You’re almost certainly going to want gypsum plaster a.k.a. Plaster of Paris
Since you’re fixing a cracking issue, the last thing you want is to introduce something that won’t expand and contract like its neighbors. I’ve gotten away with this kind of repair using drywall mud in a pinch, but temperature or especially humidity swings make it less likely that modern mud compounds will move like the plaster around it and you’ll be back.
Remove any loose or oily material
I like to use a dish scrub brush or whisk broom. Dampen the surface before applying new plaster and watch for spots that don’t absorb uniformly. Remove the coating further on those.
If sections are found peeling away from the wallboard, carefully use a chisel to chip the edges back to solid.
That crack above the drapes will definitely need poked and pried to drop any pieces that have lost adhesion from the wallboard. Hit it with the wire brush, then if it doesn’t crumble back grab a putty knife and poke around. Odds are you’re going to have to make what looks like a bigger mess to actually fix the hidden damage.

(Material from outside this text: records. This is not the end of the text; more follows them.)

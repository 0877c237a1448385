//! Pattern/semantic classifier.
//!
//! Always has a deterministic fallback (weighted pattern table plus a token
//! pass). When a [`SequenceModel`] is available the classifier runs in
//! hybrid mode and blends the model score with the pattern score.

pub mod ngram;
pub mod patterns;
pub mod tokens;

use crate::config::SemanticConfig;
use crate::features::{normalize::truncate_chars, FeatureExtractor, Target};
use serde::{Deserialize, Serialize};
use std::fmt;
use std::sync::Arc;
use tracing::{info, warn};

pub use ngram::{CharNgramModel, NgramParams};

/// Characters of a URL scored by the pattern table.
const MAX_SCORED_CHARS: usize = 8192;

/// A learned scorer over raw URL text.
pub trait SequenceModel: Send + Sync + fmt::Debug {
    fn name(&self) -> &str;

    /// Phishing probability in [0, 1].
    fn score(&self, url: &str) -> f64;
}

/// Which path produced a semantic score.
#[derive(Debug, Clone, Copy, PartialEq, Eq, Serialize, Deserialize)]
#[serde(rename_all = "lowercase")]
pub enum SemanticMode {
    /// Pattern table and token pass only.
    Pattern,
    /// Sequence model blended with the pattern table.
    Hybrid,
}

#[derive(Debug, Clone, PartialEq, Serialize, Deserialize)]
pub struct SemanticPrediction {
    pub score: f64,
    pub mode: SemanticMode,
    /// Pattern table score before the token pass.
    pub pattern_score: f64,
    /// Unscaled token pass score.
    pub token_score: f64,
    pub primary_score: Option<f64>,
    pub matched_patterns: Vec<String>,
    /// Leading tokens of the URL.
    pub tokens: Vec<String>,
}

#[derive(Debug, Clone, PartialEq, Serialize, Deserialize)]
pub struct SemanticModelInfo {
    pub mode: SemanticMode,
    pub primary: Option<String>,
}

#[derive(Debug, Clone)]
pub struct SemanticClassifier {
    primary: Option<Arc<dyn SequenceModel>>,
    config: SemanticConfig,
}

impl Default for SemanticClassifier {
    fn default() -> Self {
        Self::pattern_only(SemanticConfig::default())
    }
}

impl SemanticClassifier {
    pub fn pattern_only(config: SemanticConfig) -> Self {
        Self {
            primary: None,
            config,
        }
    }

    pub fn with_model(config: SemanticConfig, model: Arc<dyn SequenceModel>) -> Self {
        Self {
            primary: Some(model),
            config,
        }
    }

    /// Hybrid when `config.model_path` loads, pattern-only otherwise.
    pub fn from_config(config: SemanticConfig) -> Self {
        let Some(path) = config.model_path.clone() else {
            return Self::pattern_only(config);
        };
        match CharNgramModel::load(&path) {
            Ok(model) => {
                info!(path = %path.display(), "loaded sequence model; semantic mode is hybrid");
                Self::with_model(config, Arc::new(model))
            }
            Err(e) => {
                warn!(path = %path.display(), error = %e, "sequence model unavailable; using pattern mode");
                Self::pattern_only(config)
            }
        }
    }

    pub fn mode(&self) -> SemanticMode {
        if self.primary.is_some() {
            SemanticMode::Hybrid
        } else {
            SemanticMode::Pattern
        }
    }

    pub fn model_info(&self) -> SemanticModelInfo {
        SemanticModelInfo {
            mode: self.mode(),
            primary: self.primary.as_ref().map(|m| m.name().to_string()),
        }
    }

    /// Score a URL, resolving its host first.
    pub fn predict(&self, url: &str) -> SemanticPrediction {
        let target = FeatureExtractor::default().target(url);
        self.predict_with_target(url, &target)
    }

    /// Score a URL whose host and registrable domain are already known.
    pub fn predict_with_target(&self, url: &str, target: &Target) -> SemanticPrediction {
        let bounded = truncate_chars(url, MAX_SCORED_CHARS);
        let lower = bounded.to_lowercase();
        let label = target.domain.split('.').next().unwrap_or("");

        let pattern = patterns::score(&lower, &target.host, label, self.config.safe_score);
        let token = if pattern.safe {
            tokens::TokenOutcome {
                tokens: tokens::tokenize(bounded),
                ..Default::default()
            }
        } else {
            tokens::analyze(bounded, label)
        };

        let mut matched_patterns = pattern.matched;
        let tokens: Vec<String> = token
            .tokens
            .into_iter()
            .take(self.config.max_reported_tokens)
            .collect();

        let (score, primary_score) = match &self.primary {
            Some(model) => {
                let p = model.score(bounded).clamp(0.0, 1.0);
                let w = self.config.primary_weight;
                (p * w + pattern.score * (1.0 - w), Some(p))
            }
            None => {
                matched_patterns.extend(token.findings);
                let s = if pattern.safe {
                    pattern.score
                } else {
                    (pattern.score + token.score * self.config.token_weight).min(1.0)
                };
                (s, None)
            }
        };

        SemanticPrediction {
            score: round4(score),
            mode: self.mode(),
            pattern_score: round4(pattern.score),
            token_score: round4(token.score),
            primary_score: primary_score.map(round4),
            matched_patterns,
            tokens,
        }
    }
}

fn round4(v: f64) -> f64 {
    (v * 10_000.0).round() / 10_000.0
}
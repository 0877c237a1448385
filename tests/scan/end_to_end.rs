use crate::common::{detector, detector_with, meta, urls};
use phishguard::detector::{REASON_SAFE, REASON_WHITELISTED};
use phishguard::{extract, RuleId, ScanMetadata, ScanStatus, Severity, ThreatIntelStore, Verdict};

#[test]
fn google_search_is_safe_via_whitelist() {
    let d = detector_with(ThreatIntelStore::with_defaults());
    let r = d.classify("https://www.google.com/search?q=weather", &meta());
    assert_eq!(r.verdict, Verdict::Safe);
    assert!(r.combined_score < 0.2);
    assert_eq!(r.reason, REASON_WHITELISTED);
}

#[test]
fn google_search_is_safe_without_whitelist() {
    let r = detector().classify("https://www.google.com/search?q=weather", &meta());
    assert_eq!(r.verdict, Verdict::Safe);
    assert!(r.combined_score < 0.2, "combined {}", r.combined_score);
    assert!(r.matched_rules.is_empty());
    assert_eq!(r.reason, REASON_SAFE);
    assert!(r.details.ml.as_ref().unwrap().dampened);
    assert!(r.details.rules.as_ref().unwrap().is_known_legitimate);
}

#[test]
fn brand_in_subdomain_is_malicious() {
    let r = detector().classify("http://paypal.secure-login.malicious.com/signin", &meta());
    assert!(r.has_rule(RuleId::BrandInSubdomain) || r.has_rule(RuleId::BrandMimicry));
    assert!(r
        .matched_rules
        .iter()
        .any(|m| m.severity >= Severity::High));
    assert_eq!(r.verdict, Verdict::Malicious);
    assert_eq!(r.status, ScanStatus::Blocked);
    assert!(r.should_alert());
}

#[test]
fn ip_host_is_high_severity() {
    let r = detector().classify("http://192.168.1.1/paypal/login.html", &meta());
    assert!(r.has_rule(RuleId::IpAddress));
    assert!(r.features.as_ref().unwrap().has_ip);
    assert!(r.severity >= Severity::High);
    assert!(r.is_phishing);
}

#[test]
fn typosquat_and_homograph_force_critical_floor() {
    let d = detector();
    for url in ["http://paypa1-secure.com/login", "http://pаypal.com/login"] {
        let r = d.classify(url, &meta());
        assert!(r.combined_score >= 0.85, "{url}: {}", r.combined_score);
        assert_eq!(r.severity, Severity::Critical, "{url}");
        assert!(r.matched_rules.iter().any(|m| m.severity == Severity::Critical));
    }
    let f = extract("http://paypa1-secure.com/login");
    assert_eq!(f.typosquatting_target.as_deref(), Some("paypal"));
    assert!(f.typosquatting_similarity > 0.7);
    assert!(extract("http://pаypal.com/login").has_homograph);
}

#[test]
fn malicious_corpus_is_flagged() {
    let d = detector();
    for url in urls::MALICIOUS {
        let r = d.classify(url, &meta());
        assert_eq!(r.verdict, Verdict::Malicious, "{url}: {:?}", r.matched_rules);
    }
}

#[test]
fn benign_corpus_is_not_flagged() {
    let d = detector_with(ThreatIntelStore::with_defaults());
    for url in urls::BENIGN {
        let r = d.classify(url, &meta());
        assert!(!r.is_phishing, "{url}: {} {:?}", r.combined_score, r.matched_rules);
    }
}

#[test]
fn malformed_input_never_fails() {
    let d = detector();
    for url in urls::MALFORMED {
        let r = d.classify(url, &ScanMetadata::default());
        assert!((0.0..=1.0).contains(&r.combined_score), "{url:?}");
        assert!(r.features.is_some());
    }
}

#[test]
fn dangerous_scheme_is_critical() {
    let r = detector().classify("javascript:alert(document.cookie)", &meta());
    assert!(r.has_rule(RuleId::DangerousScheme));
    assert_eq!(r.verdict, Verdict::Malicious);
}

#[test]
fn metadata_and_components_are_reported() {
    let r = detector().classify("http://amazon-verify.tk/account", &meta());
    assert_eq!(r.metadata, meta());
    let w = r.details.weights;
    assert!((w.rule + w.ml + w.semantic - 1.0).abs() < 1e-9);
    assert!(r.details.semantic.is_some());
    assert_eq!(r.domain, "amazon-verify.tk");
    assert!(r.has_rule(RuleId::SuspiciousTld));
}

#[test]
fn result_round_trips_through_json() {
    let r = detector().classify("http://192.168.1.1/paypal/login.html", &meta());
    let json = r.to_json_string().unwrap();
    assert!(json.contains("\"verdict\":\"malicious\""));
    let back = phishguard::ScanResult::from_json_str(&json).unwrap();
    assert_eq!(back.matched_rules, r.matched_rules);
    assert_eq!(back.verdict, r.verdict);
}
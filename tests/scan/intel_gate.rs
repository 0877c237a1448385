use crate::common::{detector_with, meta};
use phishguard::detector::{REASON_BLACKLISTED, REASON_WHITELISTED};
use phishguard::intel::feed::StaticFeed;
use phishguard::{ListKind, ScanStatus, Severity, ThreatIntelStore, Verdict};

#[test]
fn blacklisted_subdomain_is_blocked() {
    let intel = ThreatIntelStore::new();
    intel.add_indicator("bad-actor.net", ListKind::Blacklist).unwrap();
    let d = detector_with(intel);

    let r = d.classify("https://cdn.assets.bad-actor.net/x.js", &meta());
    assert_eq!(r.verdict, Verdict::Malicious);
    assert_eq!(r.severity, Severity::Critical);
    assert_eq!(r.status, ScanStatus::Blocked);
    assert_eq!(r.combined_score, 1.0);
    assert_eq!(r.reason, REASON_BLACKLISTED);
    assert!(r.features.is_none());
    assert_eq!(
        r.details.intel.matched_indicator.as_deref(),
        Some("bad-actor.net")
    );
}

#[test]
fn whitelist_beats_blacklist_and_heuristics() {
    let intel = ThreatIntelStore::new();
    intel.add_indicator("paypa1-secure.com", ListKind::Blacklist).unwrap();
    intel.add_indicator("paypa1-secure.com", ListKind::Whitelist).unwrap();
    let d = detector_with(intel);

    let r = d.classify("http://paypa1-secure.com/login", &meta());
    assert_eq!(r.verdict, Verdict::Safe);
    assert_eq!(r.combined_score, 0.0);
    assert_eq!(r.reason, REASON_WHITELISTED);
    assert!(r.details.rules.is_none());
}

#[test]
fn removal_restores_scoring() {
    let intel = ThreatIntelStore::new();
    intel.add_indicator("example.org", ListKind::Blacklist).unwrap();
    let d = detector_with(intel);
    assert!(d.classify("https://example.org/", &meta()).is_phishing);

    assert!(d.intel().remove_indicator("example.org", ListKind::Blacklist));
    let r = d.classify("https://example.org/", &meta());
    assert!(r.features.is_some());
    assert_ne!(r.reason, REASON_BLACKLISTED);
}

#[test]
fn feed_sync_feeds_the_gate() {
    let d = detector_with(ThreatIntelStore::new());
    let feed = StaticFeed::new("test", "# comment\nphish.one\n\nPHISH.TWO.\nnot a host\n");
    let report = d.intel().sync_feed(&feed).unwrap();
    assert_eq!(report.added, 2);
    assert_eq!(d.intel().stats().blacklist_count, 2);

    let r = d.classify("http://login.phish.two/", &meta());
    assert_eq!(r.verdict, Verdict::Malicious);
    assert_eq!(r.reason, REASON_BLACKLISTED);
}
//! End-to-end scans through the detector.

mod artifacts;
mod concurrency;
mod determinism;
mod end_to_end;
mod intel_gate;
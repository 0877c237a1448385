//! Fallback training: a small labeled URL corpus plus seeded synthetic
//! feature vectors, fitted with full-batch gradient descent.

use super::model::{sigmoid, ClassifierModel, ModelSource, StandardScaler};
use crate::config::BootstrapConfig;
use crate::core::FEATURE_COUNT;
use crate::error::{PhishGuardError, Result};
use crate::features::FeatureExtractor;
use rand::rngs::StdRng;
use rand::seq::SliceRandom;
use rand::{Rng, SeedableRng};

pub const LEGITIMATE_URLS: &[&str] = &[
    "https://www.google.com/search?q=weather",
    "https://www.amazon.com/dp/B08N5WRWNW",
    "https://github.com/microsoft/vscode",
    "https://stackoverflow.com/questions/tagged/python",
    "https://www.youtube.com/watch?v=dQw4w9WgXcQ",
    "https://www.linkedin.com/in/example-profile",
    "https://www.facebook.com/settings",
    "https://twitter.com/home",
    "https://www.instagram.com/explore",
    "https://www.reddit.com/r/programming",
    "https://www.netflix.com/browse",
    "https://www.spotify.com/account/overview",
    "https://www.apple.com/shop/buy-iphone",
    "https://www.microsoft.com/en-us/windows",
    "https://www.dropbox.com/home",
    "https://mail.google.com/mail/u/0/#inbox",
    "https://www.paypal.com/myaccount/home",
    "https://www.ebay.com/myb/ActiveBids",
    "https://www.walmart.com/cart",
    "https://www.target.com/",
    "https://www.bestbuy.com/site/computer-accessories",
    "https://www.nytimes.com/section/world",
    "https://www.bbc.com/news",
    "https://www.cnn.com/politics",
    "https://www.weather.com/weather/today",
    "https://www.wikipedia.org/wiki/Main_Page",
    "https://docs.python.org/3/library/",
    "https://reactjs.org/docs/getting-started.html",
    "https://nodejs.org/en/download/",
    "https://www.npmjs.com/package/express",
    "https://pypi.org/project/requests/",
    "https://www.kaggle.com/datasets",
    "https://www.coursera.org/learn/machine-learning",
    "https://www.medium.com/@username",
    "https://www.pinterest.com/ideas/",
    "https://www.twitch.tv/directory",
    "https://discord.com/channels/@me",
    "https://slack.com/signin",
    "https://zoom.us/join",
    "https://meet.google.com/",
    "https://outlook.live.com/mail/0/inbox",
    "https://www.icloud.com/mail",
    "https://www.chase.com/personal/checking",
    "https://www.bankofamerica.com/",
    "https://www.wellsfargo.com/",
    "https://www.capitalone.com/",
];

pub const PHISHING_URLS: &[&str] = &[
    "http://paypa1-secure.com/login",
    "http://amaz0n-verify.com/account",
    "http://faceb00k-security.com/confirm",
    "http://g00gle-support.com/verify",
    "http://micr0soft-update.com/windows",
    "http://app1e-id.com/verify",
    "http://netf1ix-billing.com/update",
    "http://linkedln-security.com/signin",
    "http://tw1tter-verify.com/account",
    "http://paypal.secure-login.malicious.com/signin",
    "http://amazon.verify-account.phishing.net/update",
    "http://facebook.security-check.bad.org/confirm",
    "http://apple.id-verify.scam.com/account",
    "http://netflix.billing-update.fraud.net/payment",
    "http://192.168.1.1/paypal/login.html",
    "http://10.0.0.1/amazon/signin.php",
    "http://45.67.89.123/banking/secure/login",
    "http://paypal-secure.xyz/login",
    "http://amazon-verify.tk/account",
    "http://google-support.ml/help",
    "http://abc123xyz789.com/paypal/login",
    "http://qwerty12345.net/amazon/verify",
    "http://secure-paypal-account-verification-update-login-confirm.com/signin",
    "http://amazon-order-confirmation-verify-account-security.net/update",
    "http://pay-pal-secure-login-verify.com/account",
    "http://suspicious-site.com/wp-admin/paypal/login.php",
    "http://evil-domain.net/.hidden/amazon/verify.html",
    "http://bit.ly/paypal-verify-2024",
    "http://tinyurl.com/amazon-security",
    "http://paypal%2Dsecure.com/login",
    "http://banking-secure.com/login/account",
    "http://creditcard-verify.net/update/payment",
    "http://pаypal.com/login",
    "http://document.pdf.exe.malicious.com/download",
    "http://secure.login.verify.update.confirm.paypal.evil.com/signin",
    "http://urgent-verify-account-suspended.com/paypal/login",
    "http://winner-prize-claim-now.net/amazon/reward",
    "http://login-secure-verify.com/credentials/update",
    "http://secure.account-paypal.com/webapps/auth/signin",
    "http://login.microsoft-365.support-team.com/oauth2/authorize",
];

/// One numeric feature vector.
pub type Row = [f64; FEATURE_COUNT];

fn flag(rng: &mut StdRng, p: f64) -> f64 {
    if rng.gen_bool(p) {
        1.0
    } else {
        0.0
    }
}

fn int(rng: &mut StdRng, lo: u32, hi: u32) -> f64 {
    f64::from(rng.gen_range(lo..hi))
}

/// One synthetic vector in `FEATURE_NAMES` order.
fn synthetic_row(rng: &mut StdRng, phishing: bool) -> Row {
    if phishing {
        [
            int(rng, 50, 150),
            int(rng, 15, 40),
            int(rng, 10, 30),
            int(rng, 20, 80),
            int(rng, 10, 50),
            int(rng, 3, 8),
            int(rng, 1, 5),
            int(rng, 0, 3),
            int(rng, 3, 8),
            flag(rng, 0.2),
            int(rng, 5, 15),
            int(rng, 3, 10),
            flag(rng, 0.2),
            flag(rng, 0.6),
            flag(rng, 0.1),
            flag(rng, 0.15),
            rng.gen_range(4.0..5.5),
            rng.gen_range(0.1..0.25),
            rng.gen_range(0.4..0.6),
            flag(rng, 0.5),
            int(rng, 2, 5),
            int(rng, 1, 4),
            flag(rng, 0.3),
            flag(rng, 0.4),
            flag(rng, 0.4),
            flag(rng, 0.5),
        ]
    } else {
        [
            int(rng, 20, 60),
            int(rng, 5, 20),
            int(rng, 0, 10),
            int(rng, 0, 30),
            int(rng, 0, 20),
            int(rng, 1, 4),
            int(rng, 0, 2),
            0.0,
            int(rng, 2, 5),
            0.0,
            int(rng, 0, 5),
            int(rng, 0, 3),
            0.0,
            flag(rng, 0.9),
            0.0,
            0.0,
            rng.gen_range(3.0..4.0),
            rng.gen_range(0.05..0.15),
            rng.gen_range(0.6..0.8),
            0.0,
            int(rng, 0, 2),
            0.0,
            0.0,
            0.0,
            0.0,
            0.0,
        ]
    }
}

/// Synthetic vectors split evenly between the classes.
pub fn synthetic_corpus(seed: u64, samples: usize) -> (Vec<Row>, Vec<bool>) {
    let mut rng = StdRng::seed_from_u64(seed);
    let per_class = samples / 2;
    let mut rows = Vec::with_capacity(per_class * 2);
    let mut labels = Vec::with_capacity(per_class * 2);
    for phishing in [false, true] {
        for _ in 0..per_class {
            rows.push(synthetic_row(&mut rng, phishing));
            labels.push(phishing);
        }
    }
    (rows, labels)
}

/// Feature vectors of the built-in labeled URLs.
pub fn real_corpus(extractor: &FeatureExtractor) -> (Vec<Row>, Vec<bool>) {
    let legit = LEGITIMATE_URLS.iter().map(|u| (u, false));
    let phish = PHISHING_URLS.iter().map(|u| (u, true));
    legit
        .chain(phish)
        .map(|(u, label)| (extractor.extract(u).numeric_vector(), label))
        .unzip()
}

/// Fit scaler and logistic regression on labeled rows.
pub fn fit(
    rows: &[Row],
    labels: &[bool],
    params: &BootstrapConfig,
    source: ModelSource,
) -> Result<ClassifierModel> {
    if rows.len() != labels.len() {
        return Err(PhishGuardError::Training(format!(
            "{} rows but {} labels",
            rows.len(),
            labels.len()
        )));
    }
    if !labels.contains(&true) || !labels.contains(&false) {
        return Err(PhishGuardError::Training(
            "both classes must be present".into(),
        ));
    }

    let as_vecs: Vec<Vec<f64>> = rows.iter().map(|r| r.to_vec()).collect();
    let scaler = StandardScaler::fit(&as_vecs);
    let x: Vec<Vec<f64>> = as_vecs.iter().map(|r| scaler.transform(r)).collect();
    let y: Vec<f64> = labels.iter().map(|&l| if l { 1.0 } else { 0.0 }).collect();

    let n = x.len() as f64;
    let mut w = vec![0.0; FEATURE_COUNT];
    let mut b = 0.0;
    for _ in 0..params.epochs {
        let mut grad_w = vec![0.0; FEATURE_COUNT];
        let mut grad_b = 0.0;
        for (xi, yi) in x.iter().zip(&y) {
            let z = xi.iter().zip(&w).map(|(a, c)| a * c).sum::<f64>() + b;
            let err = sigmoid(z) - yi;
            for (g, v) in grad_w.iter_mut().zip(xi) {
                *g += err * v;
            }
            grad_b += err;
        }
        for (wj, gj) in w.iter_mut().zip(&grad_w) {
            *wj -= params.learning_rate * (gj / n + params.l2 * *wj);
        }
        b -= params.learning_rate * grad_b / n;
    }

    ClassifierModel::new(source, scaler, w, b, rows.len())
}

/// Share of rows the model labels correctly at `threshold`.
pub fn accuracy(model: &ClassifierModel, rows: &[Row], labels: &[bool], threshold: f64) -> f64 {
    if rows.is_empty() {
        return 0.0;
    }
    let correct = rows
        .iter()
        .zip(labels)
        .filter(|(r, l)| (model.predict_proba(r) >= threshold) == **l)
        .count();
    correct as f64 / rows.len() as f64
}

/// Deterministic shuffled split; `test_share` of the rows go to the test set.
pub fn split(
    rows: Vec<Row>,
    labels: Vec<bool>,
    test_share: f64,
    seed: u64,
) -> ((Vec<Row>, Vec<bool>), (Vec<Row>, Vec<bool>)) {
    let mut paired: Vec<(Row, bool)> = rows.into_iter().zip(labels).collect();
    paired.shuffle(&mut StdRng::seed_from_u64(seed));
    let n_test = (paired.len() as f64 * test_share).floor() as usize;
    let train = paired.split_off(n_test);
    (train.into_iter().unzip(), paired.into_iter().unzip())
}

/// Build the fallback model from the real and synthetic corpora.
pub fn bootstrap_model(extractor: &FeatureExtractor, params: &BootstrapConfig) -> Result<ClassifierModel> {
    let (mut rows, mut labels) = real_corpus(extractor);
    let (syn_rows, syn_labels) = synthetic_corpus(params.seed, params.synthetic_samples);
    rows.extend(syn_rows);
    labels.extend(syn_labels);
    fit(&rows, &labels, params, ModelSource::Bootstrap)
}

#[cfg(test)]
mod tests {
    use super::*;

    fn quick() -> BootstrapConfig {
        BootstrapConfig {
            synthetic_samples: 200,
            epochs: 100,
            ..BootstrapConfig::default()
        }
    }

    #[test]
    fn synthetic_corpus_is_seeded() {
        let a = synthetic_corpus(7, 20);
        let b = synthetic_corpus(7, 20);
        let c = synthetic_corpus(8, 20);
        assert_eq!(a, b);
        assert_ne!(a.0, c.0);
        assert_eq!(a.1.iter().filter(|l| **l).count(), 10);
    }

    #[test]
    fn synthetic_rows_respect_ranges() {
        let (rows, labels) = synthetic_corpus(42, 100);
        for (row, phishing) in rows.iter().zip(labels) {
            if phishing {
                assert!((50.0..150.0).contains(&row[0]));
                assert!((4.0..5.5).contains(&row[16]));
            } else {
                assert!((20.0..60.0).contains(&row[0]));
                assert_eq!(row[12], 0.0);
            }
        }
    }

    #[test]
    fn bootstrap_is_deterministic_and_accurate() {
        let ex = FeatureExtractor::default();
        let a = bootstrap_model(&ex, &quick()).unwrap();
        let b = bootstrap_model(&ex, &quick()).unwrap();
        assert_eq!(a.fingerprint(), b.fingerprint());

        let (rows, labels) = real_corpus(&ex);
        assert!(accuracy(&a, &rows, &labels, 0.5) > 0.75);
    }

    #[test]
    fn single_class_is_rejected() {
        let rows = vec![[0.0; FEATURE_COUNT]; 3];
        let err = fit(&rows, &[true, true, true], &quick(), ModelSource::Trained).unwrap_err();
        assert!(matches!(err, PhishGuardError::Training(_)));
    }

    #[test]
    fn split_is_deterministic() {
        let (rows, labels) = synthetic_corpus(1, 10);
        let (train, test) = split(rows.clone(), labels.clone(), 0.2, 3);
        let (train2, _) = split(rows, labels, 0.2, 3);
        assert_eq!(test.0.len(), 2);
        assert_eq!(train.0.len(), 8);
        assert_eq!(train, train2);
    }
}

The other crack may not be as bad, but it’s hard to tell from lighting. Same treatment.
Feather out like tape and texture
Unless your whole ceiling looks like a spiderweb (in which case congrats you’re probably in for removing and refinishing the whole thing), just feather it in. Be sure to pack all the voids. Sand smooth when done.
Good news is these are good candidates for localized repair. Poke around with your thumb to make sure things haven’t softened, remediate anything that has.
Long lines draw the eye so be extra careful. Sand the paint back a bit (is it lead?) around the areas you’ll be plastering. When you go to sand out the new plaster, use a longer sanding block than you think you can get away with and remember to use an X pattern.
Move the lamps around while putting on final coat and during sanding. Wipe up dust with a damp cloth before deciding spots are too high.
Are you sure you know why your ceiling cracked?
If it cracked due to old settling, great. If you have expansive soils, brace yourself. If you have changed the load characteristics of the building, it’s best if you can wait a few seasons to let it re-settle.
If you changed insulation or HVAC conditions, maybe also wait a few seasons. In-wall moisture changes are of particular interest since if you have gained a moisture problem you’re literally just hiding it by patching the cracks.